CRM114 for Win32/UNIX - BlameBarack-GerH for connoisseurs

New stuff being served...

Why GerH builds have a 'alt.markovian' and other 'alt.*' classifiers: those are classifiers using the latest VT technology and classifier optimizations described here. What rejoicing's got to do with the humble WINNOW classifier. Where the crm114 script language gains a concept (variable scope) aiding you when you cross that KLOC boundary where you can't keep it all in your head anymore (such as with mailreaver et al).

Ger Hobbelt

Note that this space shows the state of the art as per 19 february 2009. Any source code in this article shows the state as per that date (or earlier); their value is purely educational. Fetch a GerH build if you like to have this stuff in a usable form.

The 2009/02/19 GerH crm114 release

Update: as per 2009/02/19, there's a complete release available, including prebuilt binaries for Windows users.
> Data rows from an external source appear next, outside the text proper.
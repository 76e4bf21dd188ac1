//! usersync - run the reconciliation engine from the command line
//!
//! This runner:
//! - Loads the YAML configuration and resolves connector settings
//! - Reads directory and dashboard users through file-backed connectors
//! - Prints the computed action plan as JSON
//! - Optionally journals the plan as applied, or writes a remove list

use clap::{Args, Parser, Subcommand};
use std::path::{Path, PathBuf};
use std::sync::Arc;
use tracing::{info, warn};

use usersync_engine::{DirectoryConnector, RhaiScriptExecutor, SyncEngine};

mod config;
mod connectors;
mod error;
mod logging;
mod remove_list;

use config::{AppConfig, FileConnectorConfig};
use connectors::{JsonDashboardConnector, JsonDirectoryConnector};
use error::{CliError, CliResult};

/// usersync - directory to dashboard user provisioning
#[derive(Parser)]
#[command(name = "usersync")]
#[command(author, version, about, long_about = None)]
#[command(propagate_version = true)]
struct Cli {
    #[command(subcommand)]
    command: Commands,
}

#[derive(Subcommand)]
enum Commands {
    /// Compute the action plan and optionally apply it
    Run(RunArgs),

    /// Validate configuration, mapping rules and hook scripts
    Check(CheckArgs),
}

#[derive(Args)]
struct RunArgs {
    /// Configuration file
    #[arg(short, long, env = "USERSYNC_CONFIG", default_value = "./usersync.yml")]
    config: PathBuf,

    /// CSV file of users to remove (columns: type,user,domain)
    #[arg(long)]
    remove_list: Option<PathBuf>,

    /// Write removal candidates to this CSV file instead of removing them
    #[arg(long, conflicts_with = "apply")]
    write_remove_list: Option<PathBuf>,

    /// Send the plan to the dashboard connector
    #[arg(long)]
    apply: bool,

    /// Write the plan JSON to this file instead of stdout
    #[arg(short, long)]
    output: Option<PathBuf>,

    /// Enable debug logging
    #[arg(short, long)]
    verbose: bool,
}

#[derive(Args)]
struct CheckArgs {
    /// Configuration file
    #[arg(short, long, env = "USERSYNC_CONFIG", default_value = "./usersync.yml")]
    config: PathBuf,
}

#[tokio::main]
async fn main() {
    let cli = Cli::parse();

    let result = match cli.command {
        Commands::Run(args) => run(args).await,
        Commands::Check(args) => check(args),
    };

    match result {
        Ok(()) => std::process::exit(0),
        Err(e) => {
            eprintln!("Error: {e}");
            std::process::exit(e.exit_code());
        }
    }
}

fn base_dir(config_path: &Path) -> PathBuf {
    config_path
        .parent()
        .map(Path::to_path_buf)
        .unwrap_or_default()
}

async fn run(args: RunArgs) -> CliResult<()> {
    let mut config = AppConfig::from_file(&args.config)?;
    logging::init(&config.logging, args.verbose);
    let base_dir = base_dir(&args.config);

    if let Some(path) = &args.remove_list {
        let file = std::fs::File::open(path).map_err(|e| {
            CliError::RemoveList(format!("Failed to open {}: {e}", path.display()))
        })?;
        let keys = remove_list::read_remove_list(file)?;
        config
            .sync
            .filters
            .remove_user_keys
            .extend(keys.iter().map(ToString::to_string));
    }

    let engine = SyncEngine::new(config.sync.clone())?;

    if config.connectors.directory.is_empty() {
        return Err(CliError::Config(
            "No directory connectors configured".to_string(),
        ));
    }
    let mut directories: Vec<Arc<dyn DirectoryConnector>> = Vec::new();
    for (name, value) in &config.connectors.directory {
        let settings = FileConnectorConfig::from_resolved(name, value.resolve(&base_dir)?, &base_dir)?;
        directories.push(Arc::new(JsonDirectoryConnector::new(name.clone(), &settings)));
    }

    let dashboard_value = config
        .connectors
        .dashboard
        .as_ref()
        .ok_or_else(|| CliError::Config("No dashboard connector configured".to_string()))?;
    let dashboard_settings = FileConnectorConfig::from_resolved(
        "dashboard",
        dashboard_value.resolve(&base_dir)?,
        &base_dir,
    )?;
    let dashboard = JsonDashboardConnector::open(&dashboard_settings)?;
    if args.apply && !dashboard.can_apply() {
        return Err(CliError::Config(
            "--apply needs a journal on the dashboard connector".to_string(),
        ));
    }

    let plan = engine.run_with(&directories, &dashboard).await?;

    let json = serde_json::to_string_pretty(&plan)
        .map_err(|e| CliError::Io(format!("Failed to serialize plan: {e}")))?;
    match &args.output {
        Some(path) => std::fs::write(path, format!("{json}\n"))?,
        None => println!("{json}"),
    }

    if let Some(path) = &args.write_remove_list {
        let file = std::fs::File::create(path)?;
        remove_list::write_remove_list(plan.removal_candidates(), file)?;
        info!(
            path = %path.display(),
            users = plan.removal_candidates().len(),
            "Remove list written"
        );
    }

    if plan.is_aborted() {
        let reason = plan.status().reason().unwrap_or("aborted").to_string();
        return Err(CliError::Aborted(reason));
    }

    if args.apply {
        let report = engine.execute(&plan, &dashboard).await?;
        if report.failed > 0 {
            return Err(CliError::ActionsFailed {
                failed: report.failed,
            });
        }
    } else if !plan.is_empty() {
        warn!(actions = plan.len(), "Plan not applied; rerun with --apply to send it");
    }

    Ok(())
}

fn check(args: CheckArgs) -> CliResult<()> {
    let config = AppConfig::from_file(&args.config)?;
    logging::init(&config.logging, false);

    let mut script_errors = 0;
    for hook in &config.sync.hooks {
        for error in RhaiScriptExecutor::validate_script(&hook.hook_source, &config.sync.hook_sandbox) {
            script_errors += 1;
            eprintln!(
                "hook '{}' line {} column {}: {}",
                hook.name,
                error.line.map_or_else(|| "?".to_string(), |l| l.to_string()),
                error.column.map_or_else(|| "?".to_string(), |c| c.to_string()),
                error.message
            );
        }
    }
    if script_errors > 0 {
        return Err(CliError::Config(format!(
            "{script_errors} hook script error(s)"
        )));
    }

    let engine = SyncEngine::new(config.sync)?;
    let table = engine.mapping_table();
    println!(
        "Configuration OK: {} mapping rules, {} managed dashboard groups, {} hooks, {} directory connectors",
        table.rules().count(),
        table.managed_groups().len(),
        engine.config().hooks.len(),
        config.connectors.directory.len()
    );
    Ok(())
}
As per that date, the 'alt.*' classifiers are no longer 'experimental', a state in which these already have existed within the crm114 source and binary distributions since 2008.

2009/02/09 experimental source-only release

This wasn't so much a release as rather a preview of one coming up: as such, it's the first bit of GerH code published after it's officially become a branch.

Mind you, this was for playing around, having a sniff, but does not pretend to be production worthy in any way. The fact that the old bugger failed it's own extended 'make check' test set should say enough: Mr. Hobbelt didn't do his usual job there and then.

Nevertheless, I think it was still good enough to get it out there. First of all, it's got some new stuff that's not in the vanilla mainline. Then it's also got some fixes for bugs of my own and several issues which exist in mainline till this day.

And, no, there's no libcrm114 in here, yet. Alas, we've got the new classifier derivatives alt.markovian, alt.osb, alt.osbf and alt.winnow which come with full VT support in a big way. It took some modifications to the VT engine to make this work, the < clip: x y z > and < weight-model: name > attributes are now in there too [per 2009/02/19], as well as the  < vector: w h d m0 m1 m2 ... > and < weight: w h m00 m01 m10 m11 ... > matrices, for the first time ever.

Lowdown for the user

What follows further down is rather technical at times, so here's the low down management summary style:

VT 2009: Vector Tokenization

(or how VT now also supports cross-cut Markovian/Bayesian classifiers)

Here's the original VT description by Bill Yerazunis. That's what I call VT 2007.

Now this is VT 2009. It is VT 2007, with some additional twists and an engine that has been rewritten from the ground up:

Production classifier alternatives with full VT support

See above. From now on, you can write things like

classify <osb> // /vector: 7 3 1   1 3 0 0 0 0 0   1 7 11 13 19 0 0   1 17 0 0 43 57 61/ (class1.css | class2.css) [:input:]

a crm114 classifier feature which was, until now, only available with Hyperspace and the experimental classifiers, such as SKS, SVM and Neural Net.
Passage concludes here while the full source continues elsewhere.